- Theatrical release poster
- Directed by: Derek Ford
- Written by: Derek Ford
- Produced by: Morton Lewis
- Starring: Gabrielle Drake Robin Bailey Heather Chasen Robin Culver Brenda Peters
- Cinematography: Morton Lewis Roy Pointer
- Edited by: Roy Deverell
- Music by: Terry Warr
- Distributed by: Scotia International
- Release date: 1972;
- Running time: 85 minutes
- Country: United Kingdom
- Language: English

= Commuter Husbands =

1973 British film by Derek Ford

Commuter Husbands is a British 1972 comedy film directed and written by sexploitation director Derek Ford, starring Gabrielle Drake, Robin Bailey and Claire Gordon. It is a semi-sequel to Ford's 1971 film Suburban Wives.

==Plot==
The Story Teller enters the Penthouse Club in London, which she declares is the "front line" in the battle of the sexes, proving "that man is the most dangerous animal of them all – excepting woman". She introduces six stories about wayward husbands.

==Cast==
- Gabrielle Drake as The Story Teller
- Robin Bailey as Dennis
- Heather Chasen as wife
- Robin Culver as John Appleby
- Brenda Peters as Lola
- Claire Gordon as Carla Berlin
- Jane Cardew as secretary
- Dick Haydon as Arthur Benbow
- Dervis Ward as Arnold
- Dorothea Phillips as wife
- Mike Britton as Peter Harris
- Nicola Austin as dream girl
- Timothy Parkes as Raymond Hardacre
- Yokki Rhodes as Trudi
- George Selway as Charlesworth

==Soundtrack==
- "Man Is A Hunter", performed by Samantha Jones.

==Production==
The film exists also in a version with hardcore inserts, but there is no suggestion that any of the credited cast performed hardcore.

==Critical reception==
Monthly Film Bulletin said "An almost caricaturally British sexploiter whose infrequent and generally cold consummations are supplemented by some indulgent fantasy inserts involving ladies less coy in their abandonment than the majority of the film's characters.
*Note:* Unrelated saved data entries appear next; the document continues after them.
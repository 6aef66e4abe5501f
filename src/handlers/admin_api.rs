//! Admin API for managing services.
//!
//! Everything here sits behind the Basic auth middleware and mutates through
//! the repository; any operation that changes routing state reloads the
//! route registry before returning so the proxy picks the change up
//! immediately rather than waiting for the next poller tick.

use axum::{
    extract::{Path, Query, State},
    http::StatusCode,
    middleware,
    routing::{get, post},
    Json, Router,
};
use serde::{Deserialize, Serialize};
use serde_json::Value;

use crate::diff::{diff, Change};
use crate::error::{AppError, Result};
use crate::models::{
    ApprovalStatus, CreateServiceRequest, Service, ServiceWithStatus, Snapshot, SnapshotSummary,
    UpdateServiceRequest,
};
use crate::repository::{validate_frequency, validate_name};
use crate::security;
use crate::AppState;

pub fn admin_router(state: AppState) -> Router<AppState> {
    Router::new()
        .route("/services", post(create_service).get(list_services))
        .route(
            "/services/{name}",
            get(get_service).patch(update_service).delete(delete_service),
        )
        .route("/services/{name}/snapshots", get(list_snapshots))
        .route("/services/{name}/snapshots/latest", get(latest_snapshot))
        .route("/services/{name}/diff", get(get_diff))
        .route("/services/{name}/approve", post(approve_latest))
        .layer(middleware::from_fn_with_state(
            state,
            security::require_admin,
        ))
}

async fn create_service(
    State(state): State<AppState>,
    Json(request): Json<CreateServiceRequest>,
) -> Result<(StatusCode, Json<Service>)> {
    tracing::info!(name = %request.name, "creating service");

    validate_name(&request.name)?;
    validate_frequency(
        request.check_frequency_minutes,
        state.config.polling.min_check_frequency,
    )?;
    if state.repo.get_service(&request.name).await?.is_some() {
        return Err(AppError::DuplicateName(request.name));
    }

    // Snapshot before touching the database: a service we cannot observe is
    // a service we refuse to onboard.
    let outcome = state.snapshotter.snapshot(&request.upstream_url).await?;
    let payload = serde_json::to_string(&outcome.payload)
        .map_err(|e| AppError::Validation(format!("unserializable payload: {e}")))?;

    let service = state
        .repo
        .create_service(
            &request.name,
            &request.upstream_url,
            request.enabled,
            request.check_frequency_minutes,
        )
        .await?;
    state
        .repo
        .insert_snapshot(service.id, &payload, &outcome.hash, ApprovalStatus::UserApproved)
        .await?;

    state.registry.reload(state.repo.as_ref()).await?;

    tracing::info!(name = %service.name, hash = %outcome.hash, "service created");
    Ok((StatusCode::CREATED, Json(service)))
}

async fn list_services(State(state): State<AppState>) -> Result<Json<Vec<ServiceWithStatus>>> {
    Ok(Json(state.repo.list_services().await?))
}

#[derive(Debug, Serialize)]
struct ServiceDetail {
    #[serde(flatten)]
    service: Service,
    latest_snapshot_status: Option<ApprovalStatus>,
    latest_approved_hash: Option<String>,
    snapshots: Vec<SnapshotSummary>,
}

async fn get_service(
    State(state): State<AppState>,
    Path(name): Path<String>,
) -> Result<Json<ServiceDetail>> {
    let service = state
        .repo
        .get_service(&name)
        .await?
        .ok_or_else(|| AppError::ServiceNotFound(name.clone()))?;

    let latest = state.repo.latest_snapshot(service.id).await?;
    let approved = state.repo.latest_approved_snapshot(service.id).await?;
    let snapshots = state
        .repo
        .list_snapshots(service.id, 10)
        .await?
        .iter()
        .map(SnapshotSummary::from)
        .collect();

    Ok(Json(ServiceDetail {
        service,
        latest_snapshot_status: latest.map(|s| s.status),
        latest_approved_hash: approved.map(|s| s.hash),
        snapshots,
    }))
}

async fn update_service(
    State(state): State<AppState>,
    Path(name): Path<String>,
    Json(patch): Json<UpdateServiceRequest>,
) -> Result<Json<Service>> {
    let current = state
        .repo
        .get_service(&name)
        .await?
        .ok_or_else(|| AppError::ServiceNotFound(name.clone()))?;

    let url_changed = patch
        .upstream_url
        .as_ref()
        .is_some_and(|url| *url != current.upstream_url);

    if url_changed {
        // The new endpoint is an unreviewed surface: snapshot it up front,
        // store the result as unapproved and leave the service disabled
        // until an operator approves.
        let new_url = patch.upstream_url.as_deref().unwrap_or_default();
        tracing::info!(name = %name, new_url, "upstream URL changed, taking new snapshot");

        let outcome = state.snapshotter.snapshot(new_url).await?;
        let payload = serde_json::to_string(&outcome.payload)
            .map_err(|e| AppError::Validation(format!("unserializable payload: {e}")))?;

        let service = state.repo.update_service(&name, &patch).await?;
        state
            .repo
            .record_drift(service.id, &payload, &outcome.hash)
            .await?;
    } else {
        state.repo.update_service(&name, &patch).await?;
    }

    state.registry.reload(state.repo.as_ref()).await?;

    let service = state
        .repo
        .get_service(&name)
        .await?
        .ok_or_else(|| AppError::ServiceNotFound(name.clone()))?;
    Ok(Json(service))
}

async fn delete_service(
    State(state): State<AppState>,
    Path(name): Path<String>,
) -> Result<Json<Value>> {
    if !state.repo.delete_service(&name).await? {
        return Err(AppError::ServiceNotFound(name));
    }

    state.registry.reload(state.repo.as_ref()).await?;

    tracing::info!(name = %name, "service deleted");
    Ok(Json(serde_json::json!({"status": "deleted", "name": name})))
}

#[derive(Debug, Deserialize)]
struct SnapshotListQuery {
    #[serde(default = "default_snapshot_limit")]
    limit: i64,
}

fn default_snapshot_limit() -> i64 {
    10
}

async fn list_snapshots(
    State(state): State<AppState>,
    Path(name): Path<String>,
    Query(query): Query<SnapshotListQuery>,
) -> Result<Json<Vec<SnapshotSummary>>> {
    let service = state
        .repo
        .get_service(&name)
        .await?
        .ok_or_else(|| AppError::ServiceNotFound(name.clone()))?;

    let snapshots = state
        .repo
        .list_snapshots(service.id, query.limit)
        .await?
        .iter()
        .map(SnapshotSummary::from)
        .collect();

    Ok(Json(snapshots))
}

async fn latest_snapshot(
    State(state): State<AppState>,
    Path(name): Path<String>,
) -> Result<Json<Snapshot>> {
    let service = state
        .repo
        .get_service(&name)
        .await?
        .ok_or_else(|| AppError::ServiceNotFound(name.clone()))?;

    let snapshot = state
        .repo
        .latest_snapshot(service.id)
        .await?
        .ok_or(AppError::SnapshotNotFound(name))?;

    Ok(Json(snapshot))
}

#[derive(Debug, Serialize)]
struct DiffResponse {
    service_name: String,
    approved_snapshot: Option<SnapshotSummary>,
    latest_snapshot: Option<SnapshotSummary>,
    /// Present only when the latest snapshot differs from the approved one.
    changes: Option<Vec<Change>>,
}

async fn get_diff(
    State(state): State<AppState>,
    Path(name): Path<String>,
) -> Result<Json<DiffResponse>> {
    let service = state
        .repo
        .get_service(&name)
        .await?
        .ok_or_else(|| AppError::ServiceNotFound(name.clone()))?;

    let approved = state.repo.latest_approved_snapshot(service.id).await?;
    let latest = state.repo.latest_snapshot(service.id).await?;

    let changes = match (&approved, &latest) {
        (Some(approved), Some(latest)) if approved.id != latest.id => {
            Some(diff(&parse_payload(approved)?, &parse_payload(latest)?))
        }
        _ => None,
    };

    Ok(Json(DiffResponse {
        service_name: name,
        approved_snapshot: approved.as_ref().map(SnapshotSummary::from),
        latest_snapshot: latest.as_ref().map(SnapshotSummary::from),
        changes,
    }))
}

#[derive(Debug, Serialize)]
struct ApproveResponse {
    service_name: String,
    snapshot_id: i64,
    new_status: ApprovalStatus,
    enabled: bool,
}

async fn approve_latest(
    State(state): State<AppState>,
    Path(name): Path<String>,
) -> Result<Json<ApproveResponse>> {
    let service = state
        .repo
        .get_service(&name)
        .await?
        .ok_or_else(|| AppError::ServiceNotFound(name.clone()))?;

    let snapshot = state.repo.approve_latest(service.id).await?;
    state.registry.reload(state.repo.as_ref()).await?;

    tracing::info!(name = %name, snapshot_id = snapshot.id, "snapshot approved, service re-enabled");
    Ok(Json(ApproveResponse {
        service_name: name,
        snapshot_id: snapshot.id,
        new_status: snapshot.status,
        enabled: true,
    }))
}

fn parse_payload(snapshot: &Snapshot) -> Result<Value> {
    serde_json::from_str(&snapshot.payload)
        .map_err(|e| AppError::Validation(format!("stored payload is not valid JSON: {e}")))
}
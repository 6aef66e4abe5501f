pub mod test_helpers {
    use std::sync::Arc;

    use sqlx::{sqlite::SqlitePoolOptions, SqlitePool};

    use crate::config::{Config, DatabaseSection, PollingSection};
    use crate::AppState;

    /// Create a new in-memory SQLite database for testing
    pub async fn create_test_db() -> Result<SqlitePool, sqlx::Error> {
        let pool = SqlitePoolOptions::new()
            .max_connections(1)
            .connect(":memory:")
            .await?;

        // Run migrations
        sqlx::migrate!("./migrations").run(&pool).await?;

        Ok(pool)
    }

    /// Build a Config without touching the filesystem or environment
    pub fn test_config(admin_password: &str) -> Config {
        Config {
            admin: Default::default(),
            polling: PollingSection::default(),
            database: DatabaseSection::default(),
            services: Vec::new(),
            host: "127.0.0.1".to_string(),
            port: 0,
            admin_password: admin_password.to_string(),
            password_generated: false,
        }
    }

    /// Build a full AppState over a fresh in-memory database
    pub async fn create_test_state(admin_password: &str) -> (AppState, SqlitePool) {
        let pool = create_test_db().await.expect("test db");
        let config = Arc::new(test_config(admin_password));
        (AppState::new(config, pool.clone()), pool)
    }

    /// Shift the newest snapshot of a service into the past so the service
    /// counts as due for a check
    pub async fn backdate_latest_snapshot(
        pool: &SqlitePool,
        service_id: i64,
        seconds: i64,
    ) -> Result<(), sqlx::Error> {
        sqlx::query(
            "UPDATE snapshots SET created_at = created_at - ?
             WHERE id = (SELECT id FROM snapshots
                         WHERE service_id = ?
                         ORDER BY created_at DESC, id DESC LIMIT 1)",
        )
        .bind(seconds)
        .bind(service_id)
        .execute(pool)
        .await?;

        Ok(())
    }
}
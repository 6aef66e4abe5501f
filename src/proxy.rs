//! Transparent proxy for `/{service_name}/mcp`.
//!
//! The proxy never parses JSON-RPC traffic. It checks the route registry
//! once per request, rewrites nothing but the target URL, strips hop-by-hop
//! headers in both directions, and otherwise relays bytes. SSE responses are
//! bridged chunk-by-chunk so event frames, and in particular `id:` lines,
//! reach the client exactly as the upstream emitted them; a client that
//! reconnects with `Last-Event-ID` therefore resumes against the upstream's
//! own event numbering.

use axum::{
    body::Body,
    extract::{Path, Request, State},
    http::{header, StatusCode},
    response::{IntoResponse, Json, Response},
};
use serde_json::json;

use crate::upstream::{filter_headers, UpstreamError};
use crate::AppState;

/// Handles `POST`, `GET` and `DELETE` on `/{service_name}/mcp`.
pub async fn proxy_handler(
    Path(service_name): Path<String>,
    State(state): State<AppState>,
    request: Request,
) -> Response {
    // One registry consultation per request; a reload happening after this
    // point does not affect the stream we are about to open.
    let entry = match state.registry.lookup(&service_name).await {
        Some(entry) => entry,
        None => {
            tracing::warn!(service = %service_name, "request for unknown service");
            return (
                StatusCode::NOT_FOUND,
                Json(json!({"error": "Service not configured"})),
            )
                .into_response();
        }
    };

    if !entry.enabled {
        tracing::warn!(service = %service_name, "request for disabled service");
        return (
            StatusCode::FORBIDDEN,
            Json(json!({"error": "Service disabled pending review"})),
        )
            .into_response();
    }

    let method = request.method().clone();
    let headers = filter_headers(request.headers());

    let body = match axum::body::to_bytes(request.into_body(), usize::MAX).await {
        Ok(bytes) => bytes.to_vec(),
        Err(e) => {
            tracing::warn!(service = %service_name, error = %e, "failed to read request body");
            return (
                StatusCode::BAD_REQUEST,
                Json(json!({"error": "Failed to read request body"})),
            )
                .into_response();
        }
    };

    tracing::debug!(service = %service_name, %method, upstream = %entry.upstream_url, "proxying request");

    let upstream_response = match state
        .upstream
        .forward(method, &entry.upstream_url, headers, body)
        .await
    {
        Ok(response) => response,
        Err(UpstreamError::Timeout) => {
            tracing::error!(service = %service_name, "upstream timed out");
            return (
                StatusCode::GATEWAY_TIMEOUT,
                Json(json!({"error": "Upstream timeout"})),
            )
                .into_response();
        }
        Err(e) => {
            tracing::error!(service = %service_name, error = %e, "upstream request failed");
            return (
                StatusCode::BAD_GATEWAY,
                Json(json!({"error": format!("Upstream error: {e}")})),
            )
                .into_response();
        }
    };

    bridge_response(&service_name, upstream_response).await
}

/// Mirrors the upstream response downstream.
///
/// JSON (and any other non-streaming) bodies are buffered and relayed in
/// one piece; `text/event-stream` bodies are passed through as a stream so
/// each frame is flushed as it arrives and never buffered across frames.
async fn bridge_response(service_name: &str, upstream: reqwest::Response) -> Response {
    let status = upstream.status();
    let headers = filter_headers(upstream.headers());

    let is_event_stream = upstream
        .headers()
        .get(header::CONTENT_TYPE)
        .and_then(|v| v.to_str().ok())
        .map(|v| v.to_ascii_lowercase().starts_with("text/event-stream"))
        .unwrap_or(false);

    let body = if is_event_stream {
        // Upstream EOF propagates as a clean end of stream; a downstream
        // disconnect drops this body and cancels the upstream read.
        Body::from_stream(upstream.bytes_stream())
    } else {
        match upstream.bytes().await {
            Ok(bytes) => Body::from(bytes),
            Err(e) => {
                tracing::error!(service = %service_name, error = %e, "failed to read upstream body");
                return (
                    StatusCode::BAD_GATEWAY,
                    Json(json!({"error": format!("Upstream error: {e}")})),
                )
                    .into_response();
            }
        }
    };

    let mut response = Response::new(body);
    *response.status_mut() = status;
    *response.headers_mut() = headers;
    response
}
From the setting of London's Penthouse Club, here claimed as "the foremost casualty station in the battle of the sexes", Gabrielle Drake delivers the commentary's anthropological generalisations in tones of genteel condescension, though neither the setting, the hunting metaphors nor the refinement have much relevance to the rather wistful lusts subsequently displayed. Although the film overworks its fairly flimsy material, milking the potential comedy of its awkward situations for several laughs too many, it at least has the merit of not expecting us to take seriously the philandering of its one-dimensional characters."